Rebellions, a firm making AI chips, raises capital to compete with Nvidia

Rebellions, a firm making AI chips, raises capital to compete with Nvidia

Rebellions Inc., demonstrating increased interest in the hardware that powers artificial intelligence, raised $124 million from investors, including KT Corp., to expedite the creation of a next-generation AI chip.

At a valuation of more than $650 million, the South Korean business closed a Series B funding backed by the cellphone carrier. The finance was provided by Shinhan Venture Investment Co., Singapore’s Pavilion Capital, and KT Cloud Co., the company’s datacenter subsidiary, according to a statement. DGDV of Japan and Koreyla Capital of France joined the deal as new advertisers.

Rebellions is one of numerous up-and-coming companies vying for market share in the area of semiconductors used for AI training and operations. These companies compete with Nvidia Corp., an established leader in the industry, as well as other startups including Toronto’s Tenstorrent Inc. and California-based Groq Inc. Capital from all over the world is pouring into companies developing advanced AI, from the US to China. This surge of activity was sparked by the release of OpenAI’s ChatGPT.

With the additional funding, the Korean business intends to hire more people and work with Samsung Electronics Co. to develop “Rebel,” a next-generation AI processor meant to run massive language models. About 826 billion won ($618 million) have been set aside by South Korea to support domestic AI chip makers until 2030 in an effort to expand outside the memory semiconductor market now dominated by Samsung and SK Hynix Inc.

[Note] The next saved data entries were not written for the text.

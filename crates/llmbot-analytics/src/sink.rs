use async_trait::async_trait;

use crate::error::SinkError;
use crate::record::EventRecord;

/// A durable destination for analytics records.
///
/// A failed write is reported once and never retried by the sink itself.
#[async_trait]
pub trait EventSink: Send + Sync {
    /// Short name used in log lines.
    fn name(&self) -> &'static str;

    async fn write(&self, record: &EventRecord) -> Result<(), SinkError>;
}
use llmbot_analytics::{AnalyticsRecorder, Interaction};
use llmbot_core::{BotError, CompletionClient, UserId};
use std::sync::Arc;
use tracing::{debug, error, info};

use crate::api::{ChatTransport, Message, OutgoingMessage};

pub const HELP_TEXT: &str = "Просто отправьте мне сообщение, и я отвечу используя LLM модель!";
pub const APOLOGY_TEXT: &str = "Извините, произошла ошибка при обработке вашего сообщения.";

/// A text message from a user, stripped down to what the handler needs.
#[derive(Debug, Clone, PartialEq, Eq)]
pub struct Inbound {
    pub chat_id: i64,
    pub message_id: i64,
    pub user_id: UserId,
    pub first_name: String,
    pub text: String,
}

impl Inbound {
    /// `None` for messages without text or without a sender (channel posts).
    pub fn from_message(message: &Message) -> Option<Self> {
        let user = message.from.as_ref()?;
        let text = message.text.clone()?;
        Some(Self {
            chat_id: message.chat.id,
            message_id: message.message_id,
            user_id: UserId(user.id),
            first_name: user.first_name.clone(),
            text,
        })
    }

    fn reply(&self, text: impl Into<String>) -> OutgoingMessage {
        OutgoingMessage::reply(self.chat_id, self.message_id, text)
    }
}

#[derive(Debug, Clone, PartialEq, Eq)]
enum Command<'a> {
    Start,
    Help,
    Unknown(&'a str),
}

/// `Some` when `text` is a bot command. A `@botname` suffix is ignored.
fn parse_command(text: &str) -> Option<Command<'_>> {
    let word = text.strip_prefix('/')?.split_whitespace().next()?;
    let name = word.split('@').next().unwrap_or(word);
    Some(match name {
        "start" => Command::Start,
        "help" => Command::Help,
        other => Command::Unknown(other),
    })
}

fn greeting(inbound: &Inbound) -> String {
    format!(
        "Привет <a href=\"tg://user?id={}\">{}</a>! Я бот, который использует OpenAI API для ответов на ваши вопросы.",
        inbound.user_id,
        escape_html(&inbound.first_name)
    )
}

fn escape_html(text: &str) -> String {
    let mut escaped = String::with_capacity(text.len());
    for ch in text.chars() {
        match ch {
            '&' => escaped.push_str("&amp;"),
            '<' => escaped.push_str("&lt;"),
            '>' => escaped.push_str("&gt;"),
            '"' => escaped.push_str("&quot;"),
            _ => escaped.push(ch),
        }
    }
    escaped
}

/// Routes inbound messages: commands get canned replies, everything else
/// goes to the completion model. Each handled action is recorded.
pub struct BotHandler {
    transport: Arc<dyn ChatTransport>,
    completion: Arc<dyn CompletionClient>,
    recorder: Arc<AnalyticsRecorder>,
}

impl BotHandler {
    pub fn new(
        transport: Arc<dyn ChatTransport>,
        completion: Arc<dyn CompletionClient>,
        recorder: Arc<AnalyticsRecorder>,
    ) -> Self {
        Self {
            transport,
            completion,
            recorder,
        }
    }

    /// Handle one message. Every handled action is recorded even when the
    /// reply cannot be delivered; the returned error is the delivery failure.
    pub async fn handle(&self, inbound: &Inbound) -> Result<(), BotError> {
        match parse_command(&inbound.text) {
            Some(Command::Start) => {
                let reply = inbound.reply(greeting(inbound)).html().force_reply();
                let sent = self.transport.send_text(reply).await;
                self.recorder.record(inbound.user_id, Interaction::Start).await;
                sent
            }
            Some(Command::Help) => {
                let sent = self.transport.send_text(inbound.reply(HELP_TEXT)).await;
                self.recorder.record(inbound.user_id, Interaction::Help).await;
                sent
            }
            Some(Command::Unknown(name)) => {
                debug!(user_id = %inbound.user_id, command = name, "Ignoring unknown command");
                Ok(())
            }
            None => self.answer(inbound).await,
        }
    }

    async fn answer(&self, inbound: &Inbound) -> Result<(), BotError> {
        if let Err(e) = self.transport.send_typing(inbound.chat_id).await {
            debug!(user_id = %inbound.user_id, error = %e, "Typing indicator not sent");
        }

        let completion = match self.completion.complete(&inbound.text).await {
            Ok(completion) => completion,
            Err(e) => {
                error!(user_id = %inbound.user_id, error = %e, "Error processing message");
                return self.apologize(inbound).await;
            }
        };

        let (prompt_tokens, completion_tokens) =
            (completion.prompt_tokens, completion.completion_tokens);
        let sent = self
            .transport
            .send_text(inbound.reply(completion.text.clone()))
            .await;

        // Recorded whether or not the reply got through.
        self.recorder
            .record(
                inbound.user_id,
                Interaction::Answer {
                    prompt_tokens,
                    completion_tokens,
                    request_payload: Some(completion.request_payload),
                    response_text: completion.text,
                },
            )
            .await;

        match sent {
            Ok(()) => {
                info!(
                    user_id = %inbound.user_id,
                    prompt_tokens,
                    completion_tokens,
                    "Answered message"
                );
                Ok(())
            }
            Err(e) => {
                error!(user_id = %inbound.user_id, error = %e, "Failed to deliver answer");
                self.apologize(inbound).await
            }
        }
    }

    async fn apologize(&self, inbound: &Inbound) -> Result<(), BotError> {
        self.transport.send_text(inbound.reply(APOLOGY_TEXT)).await
    }
}
//! Analytics recording and export for llmbot.
//!
//! Every user action becomes an [`EventRecord`] written to two sinks: an
//! append-only CSV log and a PostgreSQL table. A background [`ExportJob`]
//! periodically turns the CSV log into an XLSX workbook and uploads it to
//! Yandex Disk, driven by the [`Scheduler`].

pub mod append_log;
pub mod error;
pub mod export;
pub mod record;
pub mod recorder;
pub mod relational;
pub mod scheduler;
pub mod sink;
pub mod spreadsheet;
pub mod storage;

pub use append_log::{AppendLogSink, LogTable};
pub use error::{ExportError, SinkError};
pub use export::{ExportJob, ExportOutcome};
pub use record::{Action, EventRecord, Interaction};
pub use recorder::AnalyticsRecorder;
pub use relational::RelationalSink;
pub use scheduler::{ScheduledJob, Scheduler};
pub use sink::EventSink;
pub use storage::{RemoteStorage, YandexDiskClient};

Big language model training is still done by Nvidia workhorses, but Rebellions and its rivals create hardware that concentrates on niche tasks like machine vision and chatbots. Its domestic rival is FuriosaAI, which is supported by the government-run Korea Development Bank and search leader Naver Corp. SK Telecom Co. and SK Hynix support Sapeon Inc., another rival from Korea.

The internet giant Kakao and the Korea Development Bank are two of Rebellions’ current investors. Having been founded in 2020, it is now utilizing Samsung’s 4-nanometer technology to manufacture its chips.